# Small oil leak turns into big project.



## skurfan (Sep 19, 2012)

Well, my '67 GTO was leaking a bit of oil onto the garage floor. I decided to try and find the source and decided it was the rear main seal. Pulled the motor and decided to clean up and paint the engine bay and motor also. This car sat idle for 35+ years in a guy's garage after a rebuild before I wrestled it away from him last year. Exposed the crank and found the culprit. There was some corrosion on the crank where the rear seal meets it. Thus...the crank came out and off to the machine shop. I guess they felt sorry for me because they polished that off for free. Good news is, the bearings still look new and so does the rest of the motor. Going to start putting it all back together tomorrow. That small amount of oil doesn't seem like such a big problem looking back on it now....but at least it will be right. Lesson learned.
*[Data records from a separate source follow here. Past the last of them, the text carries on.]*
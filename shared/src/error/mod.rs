//! Unified error system for the bookstore backend
//!
//! - [`ErrorCode`]: Standardized error codes for all error types
//! - [`ErrorCategory`]: Classification of errors by domain
//! - [`AppError`]: Rich error type with codes, messages, and details
//! - [`ApiResponse`]: Unified API response format
//!
//! # Example
//!
//! ```
//! use shared::error::{AppError, ErrorCode, ApiResponse};
//!
//! let err = AppError::new(ErrorCode::OrderAlreadyPaid)
//!     .with_detail("order_id", 42);
//!
//! let response = ApiResponse::<()>::error(&err);
//! assert_eq!(response.code, Some(4002));
//! ```

mod category;
mod codes;
mod http;
mod types;

pub use category::ErrorCategory;
pub use codes::{ErrorCode, InvalidErrorCode};
pub use types::{ApiResponse, AppError};
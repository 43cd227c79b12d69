//! Logging Infrastructure
//!
//! `RUST_LOG` drives the filter; without it the server logs its own crate and
//! request traces at info. Output goes to stdout, or to a daily rolling file
//! when a log directory is configured.

use std::path::Path;

use tracing_subscriber::EnvFilter;

const DEFAULT_FILTER: &str = "bookstore_server=info,tower_http=info";

/// Initialize the logger with optional file output
pub fn init_logger_with_file(log_dir: Option<&Path>) {
    let subscriber = tracing_subscriber::fmt()
        .with_env_filter(env_filter())
        .with_file(false)
        .with_line_number(false)
        .with_thread_ids(false);

    if let Some(dir) = log_dir {
        match std::fs::create_dir_all(dir) {
            Ok(()) => {
                let file_appender = tracing_appender::rolling::daily(dir, "bookstore-server");
                subscriber.with_ansi(false).with_writer(file_appender).init();
                return;
            }
            Err(e) => eprintln!("Log directory {} unavailable ({e}), logging to stdout", dir.display()),
        }
    }

    subscriber.init();
}

fn env_filter() -> EnvFilter {
    EnvFilter::try_from_default_env().unwrap_or_else(|_| DEFAULT_FILTER.into())
}
//! Application state for bookstore-server

use std::path::Path;
use std::sync::Arc;

use shared::models::BookUpsert;

use crate::config::{Config, StorageBackend};
use crate::db::PgStorage;
use crate::embedded::EmbeddedStorage;
use crate::orders::OrderService;
use crate::storage::{InventoryLedger, Storage};

type BoxError = Box<dyn std::error::Error + Send + Sync>;

/// File name of the embedded database inside `DATA_DIR`
const EMBEDDED_DB_FILE: &str = "bookstore.redb";

/// Shared application state
#[derive(Clone)]
pub struct AppState {
    /// Order workflow over the configured backend
    pub orders: Arc<OrderService<Storage>>,
    /// JWT secret for user authentication
    pub jwt_secret: String,
}

impl AppState {
    /// Open the configured backend and build the state
    pub async fn new(config: &Config) -> Result<Self, BoxError> {
        let storage: Storage = match config.storage_backend {
            StorageBackend::Postgres => {
                let url = config
                    .database_url
                    .as_deref()
                    .ok_or("DATABASE_URL must be set for the postgres backend")?;
                PgStorage::connect(url, config.database_max_connections)
                    .await?
                    .with_tx_timeout_ms(config.pay_timeout_ms)
                    .into()
            }
            StorageBackend::Embedded => {
                std::fs::create_dir_all(&config.data_dir)?;
                let path = config.data_dir.join(EMBEDDED_DB_FILE);
                tracing::info!(path = %path.display(), "Opening embedded database");
                EmbeddedStorage::open(path)?.into()
            }
        };
        tracing::info!(backend = storage.backend_name(), "Storage ready");

        if let Some(seed_file) = &config.books_seed_file {
            let count = seed_books(&storage, seed_file).await?;
            tracing::info!(count, file = %seed_file.display(), "Seeded books");
        }

        Ok(Self::with_storage(
            storage,
            config.pay_timeout(),
            config.jwt_secret.clone(),
        ))
    }

    /// Build state over an already opened backend
    pub fn with_storage(
        storage: Storage,
        pay_timeout: std::time::Duration,
        jwt_secret: impl Into<String>,
    ) -> Self {
        Self {
            orders: Arc::new(OrderService::new(storage, pay_timeout)),
            jwt_secret: jwt_secret.into(),
        }
    }
}

/// Upsert every book listed in a JSON seed file
async fn seed_books(storage: &Storage, path: &Path) -> Result<usize, BoxError> {
    let raw = tokio::fs::read_to_string(path).await?;
    let books: Vec<BookUpsert> = serde_json::from_str(&raw)?;
    let count = books.len();
    for book in books {
        storage.upsert_book(book).await?;
    }
    Ok(count)
}
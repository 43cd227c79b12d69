//! Authentication middleware for the order API

pub mod user_auth;

pub use user_auth::{UserIdentity, create_token, user_auth_middleware};
//! Utility modules

pub mod logger;
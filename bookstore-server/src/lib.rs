//! bookstore-server: order creation and payment backend
//!
//! # Module structure
//!
//! ```text
//! bookstore-server/
//! ├── api/        # HTTP routes and handlers
//! ├── auth/       # User JWT middleware
//! ├── config      # Environment configuration
//! ├── orders/     # Order workflow (create, pay, queries)
//! ├── storage/    # Storage traits and backend dispatch
//! ├── db/         # PostgreSQL backend (sqlx)
//! ├── embedded/   # Embedded backend (redb)
//! ├── state       # Shared application state
//! └── utils/      # Logging
//! ```

pub mod api;
pub mod auth;
pub mod config;
pub mod db;
pub mod embedded;
pub mod orders;
pub mod state;
pub mod storage;
pub mod utils;

pub use config::Config;
pub use state::AppState;
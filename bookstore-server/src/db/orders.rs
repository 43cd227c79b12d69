//! Order database operations

use std::collections::HashMap;

use shared::models::{Order, OrderCreate, OrderItem};
use sqlx::{PgConnection, PgExecutor, PgPool};

// ── Locked reads (inside the payment transaction) ──

/// `SELECT ... FOR UPDATE` on the order row, items read without a lock
pub async fn lock_order_with_items(
    conn: &mut PgConnection,
    order_id: i64,
) -> Result<Option<Order>, sqlx::Error> {
    let order = sqlx::query_as::<_, Order>(
        r#"
        SELECT id, user_id, order_no, total_amount, status, is_paid, payment_time,
               created_at, updated_at
        FROM orders
        WHERE id = $1
        FOR UPDATE
        "#,
    )
    .bind(order_id)
    .fetch_optional(&mut *conn)
    .await?;

    let Some(mut order) = order else {
        return Ok(None);
    };
    order.items = items_for_order(&mut *conn, order_id).await?;
    Ok(Some(order))
}

/// Idempotent pay-mark: only an unpaid row is updated
pub async fn mark_paid(
    conn: &mut PgConnection,
    order_id: i64,
    paid_at: i64,
) -> Result<u64, sqlx::Error> {
    let rows = sqlx::query(
        r#"
        UPDATE orders
        SET status = 1, is_paid = TRUE, payment_time = $2, updated_at = $2
        WHERE id = $1 AND is_paid = FALSE
        "#,
    )
    .bind(order_id)
    .bind(paid_at)
    .execute(conn)
    .await?;

    if rows.rows_affected() == 0 {
        tracing::debug!(order_id, "Order already marked paid, nothing to update");
    }
    Ok(rows.rows_affected())
}

// ── Create ──

/// Order row and all item rows in one transaction
pub async fn create_with_items(pool: &PgPool, new_order: &OrderCreate) -> Result<Order, sqlx::Error> {
    let mut tx = pool.begin().await?;

    let mut order = sqlx::query_as::<_, Order>(
        r#"
        INSERT INTO orders (user_id, order_no, total_amount, status, is_paid, created_at, updated_at)
        VALUES ($1, $2, $3, 0, FALSE, $4, $4)
        RETURNING id, user_id, order_no, total_amount, status, is_paid, payment_time,
                  created_at, updated_at
        "#,
    )
    .bind(new_order.user_id)
    .bind(&new_order.order_no)
    .bind(new_order.total_amount)
    .bind(new_order.created_at)
    .fetch_one(&mut *tx)
    .await?;

    let book_ids: Vec<i64> = new_order.items.iter().map(|i| i.book_id).collect();
    let quantities: Vec<i32> = new_order.items.iter().map(|i| i.quantity).collect();
    let prices: Vec<i64> = new_order.items.iter().map(|i| i.price).collect();
    let subtotals: Vec<i64> = new_order.items.iter().map(|i| i.subtotal).collect();

    order.items = sqlx::query_as::<_, OrderItem>(
        r#"
        INSERT INTO order_items (order_id, book_id, quantity, price, subtotal, created_at)
        SELECT $1, book_id, quantity, price, subtotal, $2
        FROM UNNEST($3::bigint[], $4::integer[], $5::bigint[], $6::bigint[])
            AS t(book_id, quantity, price, subtotal)
        RETURNING id, order_id, book_id, quantity, price, subtotal, created_at
        "#,
    )
    .bind(order.id)
    .bind(new_order.created_at)
    .bind(&book_ids)
    .bind(&quantities)
    .bind(&prices)
    .bind(&subtotals)
    .fetch_all(&mut *tx)
    .await?;

    tx.commit().await?;
    Ok(order)
}

// ── Reads ──

pub async fn get_by_id(pool: &PgPool, order_id: i64) -> Result<Option<Order>, sqlx::Error> {
    let order = sqlx::query_as::<_, Order>(
        r#"
        SELECT id, user_id, order_no, total_amount, status, is_paid, payment_time,
               created_at, updated_at
        FROM orders
        WHERE id = $1
        "#,
    )
    .bind(order_id)
    .fetch_optional(pool)
    .await?;

    let Some(mut order) = order else {
        return Ok(None);
    };
    order.items = items_for_order(pool, order_id).await?;
    Ok(Some(order))
}

/// Newest first, with items, plus the user's total order count
pub async fn list_by_user(
    pool: &PgPool,
    user_id: i64,
    limit: i64,
    offset: i64,
) -> Result<(Vec<Order>, u64), sqlx::Error> {
    let (total,): (i64,) = sqlx::query_as("SELECT COUNT(*) FROM orders WHERE user_id = $1")
        .bind(user_id)
        .fetch_one(pool)
        .await?;

    let mut orders = sqlx::query_as::<_, Order>(
        r#"
        SELECT id, user_id, order_no, total_amount, status, is_paid, payment_time,
               created_at, updated_at
        FROM orders
        WHERE user_id = $1
        ORDER BY id DESC
        LIMIT $2 OFFSET $3
        "#,
    )
    .bind(user_id)
    .bind(limit)
    .bind(offset)
    .fetch_all(pool)
    .await?;

    if !orders.is_empty() {
        let ids: Vec<i64> = orders.iter().map(|o| o.id).collect();
        let items = sqlx::query_as::<_, OrderItem>(
            r#"
            SELECT id, order_id, book_id, quantity, price, subtotal, created_at
            FROM order_items
            WHERE order_id = ANY($1)
            ORDER BY id
            "#,
        )
        .bind(&ids)
        .fetch_all(pool)
        .await?;

        let mut by_order: HashMap<i64, Vec<OrderItem>> = HashMap::new();
        for item in items {
            by_order.entry(item.order_id).or_default().push(item);
        }
        for order in &mut orders {
            order.items = by_order.remove(&order.id).unwrap_or_default();
        }
    }

    Ok((orders, total.max(0) as u64))
}

async fn items_for_order<'e>(
    executor: impl PgExecutor<'e>,
    order_id: i64,
) -> Result<Vec<OrderItem>, sqlx::Error> {
    sqlx::query_as::<_, OrderItem>(
        r#"
        SELECT id, order_id, book_id, quantity, price, subtotal, created_at
        FROM order_items
        WHERE order_id = $1
        ORDER BY id
        "#,
    )
    .bind(order_id)
    .fetch_all(executor)
    .await
}
use thiserror::Error;

/// Storage errors
#[derive(Debug, Error)]
pub enum StorageError {
    #[error("PostgreSQL error: {0}")]
    Postgres(#[from] sqlx::Error),

    #[error("Migration error: {0}")]
    Migrate(#[from] sqlx::migrate::MigrateError),

    #[error("Database error: {0}")]
    Database(#[from] redb::DatabaseError),

    #[error("Transaction error: {0}")]
    Transaction(#[from] redb::TransactionError),

    #[error("Table error: {0}")]
    Table(#[from] redb::TableError),

    #[error("Storage error: {0}")]
    Storage(#[from] redb::StorageError),

    #[error("Commit error: {0}")]
    Commit(#[from] redb::CommitError),

    #[error("Serialization error: {0}")]
    Serialization(#[from] serde_json::Error),

    #[error("Blocking task failed: {0}")]
    Join(#[from] tokio::task::JoinError),

    #[error("Constraint violation: {0}")]
    Constraint(String),

    #[error("Numeric overflow: {0}")]
    Overflow(String),

    #[error("Transaction belongs to a different storage backend")]
    BackendMismatch,
}

pub type StorageResult<T> = Result<T, StorageError>;
//! Order aggregates

use shared::models::OrderStatistics;
use sqlx::PgPool;

/// One aggregate query, integer arithmetic only
pub async fn order_statistics(pool: &PgPool, user_id: i64) -> Result<OrderStatistics, sqlx::Error> {
    let (total_orders, total_amount, paid_orders): (i64, i64, i64) = sqlx::query_as(
        r#"
        SELECT COUNT(*)::BIGINT,
               COALESCE(SUM(total_amount), 0)::BIGINT,
               COUNT(*) FILTER (WHERE is_paid)::BIGINT
        FROM orders
        WHERE user_id = $1
        "#,
    )
    .bind(user_id)
    .fetch_one(pool)
    .await?;

    Ok(OrderStatistics {
        total_orders,
        total_amount,
        paid_orders,
        pending_orders: total_orders - paid_orders,
    })
}
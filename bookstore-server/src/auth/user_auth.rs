//! User JWT authentication for the order API

use axum::{
    extract::{Request, State},
    middleware::Next,
    response::{IntoResponse, Response},
};
use jsonwebtoken::{DecodingKey, EncodingKey, Header, Validation};
use serde::{Deserialize, Serialize};
use shared::error::{AppError, ErrorCode};

use crate::state::AppState;

/// JWT claims for user authentication
#[derive(Debug, Serialize, Deserialize)]
pub struct UserClaims {
    /// User ID
    pub sub: String,
    /// Expiration (Unix timestamp seconds)
    pub exp: usize,
    /// Issued at (Unix timestamp seconds)
    pub iat: usize,
}

/// Authenticated user identity extracted from JWT
#[derive(Debug, Clone, Copy)]
pub struct UserIdentity {
    pub user_id: i64,
}

const JWT_EXPIRY_HOURS: i64 = 24;

/// Create a JWT token for a user
pub fn create_token(user_id: i64, secret: &str) -> Result<String, jsonwebtoken::errors::Error> {
    let now = chrono::Utc::now();
    let claims = UserClaims {
        sub: user_id.to_string(),
        exp: (now + chrono::Duration::hours(JWT_EXPIRY_HOURS)).timestamp() as usize,
        iat: now.timestamp() as usize,
    };

    jsonwebtoken::encode(
        &Header::default(),
        &claims,
        &EncodingKey::from_secret(secret.as_bytes()),
    )
}

/// Verify a bearer token and resolve the user it was issued to
pub fn verify_token(token: &str, secret: &str) -> Result<UserIdentity, AppError> {
    let token_data = jsonwebtoken::decode::<UserClaims>(
        token,
        &DecodingKey::from_secret(secret.as_bytes()),
        &Validation::default(),
    )
    .map_err(|e| {
        tracing::debug!("JWT validation failed: {e}");
        match e.kind() {
            jsonwebtoken::errors::ErrorKind::ExpiredSignature => {
                AppError::new(ErrorCode::TokenExpired)
            }
            _ => AppError::invalid_token("Invalid token"),
        }
    })?;

    match token_data.claims.sub.parse::<i64>() {
        Ok(user_id) if user_id > 0 => Ok(UserIdentity { user_id }),
        _ => Err(AppError::invalid_token("Invalid token subject")),
    }
}

/// Middleware that extracts and verifies the user JWT from the Authorization header
pub async fn user_auth_middleware(
    State(state): State<AppState>,
    mut request: Request,
    next: Next,
) -> Result<Response, Response> {
    let auth_header = request
        .headers()
        .get(http::header::AUTHORIZATION)
        .and_then(|v| v.to_str().ok())
        .ok_or_else(|| AppError::not_authenticated().into_response())?;

    let token = auth_header
        .strip_prefix("Bearer ")
        .ok_or_else(|| AppError::invalid_token("Invalid Authorization format").into_response())?;

    let identity = verify_token(token, &state.jwt_secret).map_err(IntoResponse::into_response)?;
    request.extensions_mut().insert(identity);

    Ok(next.run(request).await)
}
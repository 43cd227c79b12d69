use super::*;
use crate::embedded::EmbeddedStorage;
use crate::storage::InventoryLedger;
use shared::models::{Book, BookStatus, BookUpsert, Order};
use shared::request::CreateOrderItem;
use std::time::Duration;

fn create_test_service() -> OrderService<EmbeddedStorage> {
    let storage = EmbeddedStorage::open_in_memory().unwrap();
    OrderService::new(storage, Duration::from_secs(5))
}

async fn seed_book(
    service: &OrderService<EmbeddedStorage>,
    id: i64,
    price: i64,
    stock: i32,
    sale: i64,
) -> Book {
    service
        .storage()
        .upsert_book(BookUpsert {
            id,
            title: format!("Book {id}"),
            author: "Test Author".to_string(),
            price,
            stock,
            sale,
            status: BookStatus::Active,
        })
        .await
        .unwrap()
}

async fn book(service: &OrderService<EmbeddedStorage>, id: i64) -> Book {
    service.storage().get_for_admin(id).await.unwrap().unwrap()
}

fn item(book_id: i64, quantity: i32, price: i64) -> CreateOrderItem {
    CreateOrderItem {
        book_id,
        quantity,
        price,
    }
}

async fn create_order(
    service: &OrderService<EmbeddedStorage>,
    user_id: i64,
    items: Vec<CreateOrderItem>,
) -> Order {
    service.create_order(user_id, &items).await.unwrap()
}

mod test_concurrency;
mod test_queries;
//! PostgreSQL storage backend
//!
//! Free functions per table live in the submodules; [`PgStorage`] wires them
//! to the storage traits.

pub mod books;
pub mod orders;
pub mod statistics;

use async_trait::async_trait;
use shared::models::{Book, BookUpsert, Order, OrderCreate, OrderStatistics};
use shared::request::PaginationQuery;
use shared::util::now_millis;
use sqlx::postgres::PgPoolOptions;
use sqlx::{PgPool, Postgres, Transaction};

use crate::storage::{
    InventoryLedger, OrderStore, StatisticsReader, StorageError, StorageResult, Transactional,
};

/// PostgreSQL storage
#[derive(Clone)]
pub struct PgStorage {
    pool: PgPool,
    /// Applied as `lock_timeout` and `statement_timeout` on every transaction (0 = unset)
    tx_timeout_ms: u64,
}

impl PgStorage {
    /// Connect, then apply pending migrations
    pub async fn connect(database_url: &str, max_connections: u32) -> StorageResult<Self> {
        let pool = PgPoolOptions::new()
            .max_connections(max_connections)
            .connect(database_url)
            .await?;
        let storage = Self::from_pool(pool);
        storage.migrate().await?;
        Ok(storage)
    }

    pub fn from_pool(pool: PgPool) -> Self {
        Self {
            pool,
            tx_timeout_ms: 0,
        }
    }

    pub fn with_tx_timeout_ms(mut self, tx_timeout_ms: u64) -> Self {
        self.tx_timeout_ms = tx_timeout_ms;
        self
    }

    pub async fn migrate(&self) -> StorageResult<()> {
        sqlx::migrate!("./migrations").run(&self.pool).await?;
        Ok(())
    }

    pub fn pool(&self) -> &PgPool {
        &self.pool
    }
}

/// Unique and check violations surface as constraint errors
fn map_constraint(err: sqlx::Error) -> StorageError {
    if let Some(db_err) = err.as_database_error()
        && (db_err.is_unique_violation() || db_err.is_check_violation())
    {
        return StorageError::Constraint(db_err.message().to_string());
    }
    StorageError::Postgres(err)
}

#[async_trait]
impl Transactional for PgStorage {
    type Tx = Transaction<'static, Postgres>;

    async fn begin(&self) -> StorageResult<Self::Tx> {
        let mut tx = self.pool.begin().await?;
        if self.tx_timeout_ms > 0 {
            // Integer values are milliseconds
            sqlx::query(&format!("SET LOCAL lock_timeout = {}", self.tx_timeout_ms))
                .execute(&mut *tx)
                .await?;
            sqlx::query(&format!(
                "SET LOCAL statement_timeout = {}",
                self.tx_timeout_ms
            ))
            .execute(&mut *tx)
            .await?;
        }
        Ok(tx)
    }

    async fn commit(&self, tx: Self::Tx) -> StorageResult<()> {
        tx.commit().await?;
        Ok(())
    }
}

#[async_trait]
impl InventoryLedger for PgStorage {
    async fn get_for_admin(&self, book_id: i64) -> StorageResult<Option<Book>> {
        Ok(books::get_for_admin(&self.pool, book_id).await?)
    }

    async fn decrease_stock_and_record_sale(
        &self,
        tx: &mut Self::Tx,
        book_id: i64,
        quantity: i32,
    ) -> StorageResult<bool> {
        Ok(books::decrease_stock_and_record_sale(&mut **tx, book_id, quantity, now_millis()).await?)
    }

    async fn upsert_book(&self, book: BookUpsert) -> StorageResult<Book> {
        books::upsert(&self.pool, &book, now_millis())
            .await
            .map_err(map_constraint)
    }
}

#[async_trait]
impl OrderStore for PgStorage {
    async fn lock_order_with_items(
        &self,
        tx: &mut Self::Tx,
        order_id: i64,
    ) -> StorageResult<Option<Order>> {
        Ok(orders::lock_order_with_items(&mut **tx, order_id).await?)
    }

    async fn mark_paid(
        &self,
        tx: &mut Self::Tx,
        order_id: i64,
        paid_at: i64,
    ) -> StorageResult<u64> {
        Ok(orders::mark_paid(&mut **tx, order_id, paid_at).await?)
    }

    async fn create_with_items(&self, order: OrderCreate) -> StorageResult<Order> {
        orders::create_with_items(&self.pool, &order)
            .await
            .map_err(map_constraint)
    }

    async fn get_order_by_id(&self, order_id: i64) -> StorageResult<Option<Order>> {
        Ok(orders::get_by_id(&self.pool, order_id).await?)
    }

    async fn list_user_orders(
        &self,
        user_id: i64,
        page: u32,
        per_page: u32,
    ) -> StorageResult<(Vec<Order>, u64)> {
        let offset = PaginationQuery::offset(page, per_page) as i64;
        Ok(orders::list_by_user(&self.pool, user_id, per_page as i64, offset).await?)
    }
}

#[async_trait]
impl StatisticsReader for PgStorage {
    async fn order_statistics(&self, user_id: i64) -> StorageResult<OrderStatistics> {
        Ok(statistics::order_statistics(&self.pool, user_id).await?)
    }
}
First question when looking at a classic will always be....how long has this car sat idle?


----------



## Instg8ter (Sep 28, 2010)

Pontiac rear main seals require VooDoo sacrifices to the car gods to be leak free, no matter how long they sit. And yes as annoying as kicking a pan under the car is they are almost impossible to do without pulling the motor. Mine went nearly 2 years and a few thousand miles on the build with the viton seal before it started to drip a little. They also have graphite seals now, but it seams the best were the original asbestos ropes.


----------



## chuckha62 (Apr 5, 2010)

Did you pull the pistons all the way out, or just push them to the top of the bores? If you pulled them out, then new rings and a hone job may be in order.


----------



## geeteeohguy (Feb 2, 2008)

I think (and hope) he just pulled the crank. Skurfan, I did the same thing on my '67 back in '11. And one thing lead to another. Mine was ok because the car has never sat inactive, so no corrosion. Just a cat turd for a rear main seal. Ended up taking the opportunity to: install new freeze plugs, R&R water pump and timing cover, coat timing cover and spacer plates with glyptal, set plate clearances, paint engine, detail engine bay, steam clean underside of car, overhaul tired transmission, install new steel trans lines, rebuild carburetor, tune up engine, install new steering gearbox, overhaul power steering pump, etc. The engine was out for a couple of weeks, but now I have a leak free car that runs perfectly. To be able to drive it 130 miles at speed to visit friends and park it in the driveway for hours and not leave a drop of _anything_ is a true bagging right with a 47 year old Pontiac. Well worth the effort. A lot of 'idle' cars will loose all the oil film off of a crankshaft, and when the vehicle is cranked years later, the crank will grab onto the seal and pull it apart. Not uncommon. Also, corrosion behind the aluminum timing cover is not uncommon. That's why I coat 'em with glyptal.


----------



## skurfan (Sep 19, 2012)

I have pulled the timing cover and water pump. Crank bearings are like new. I have not pulled the pistons and believe them to be excellent. Detailed the engine bay, painted the engine and new seals. I will hope for the best. Geeteeoguy, I have done pretty much everything you mentioned over the past nine months. Next will be prepping for paint over the next few months.


----------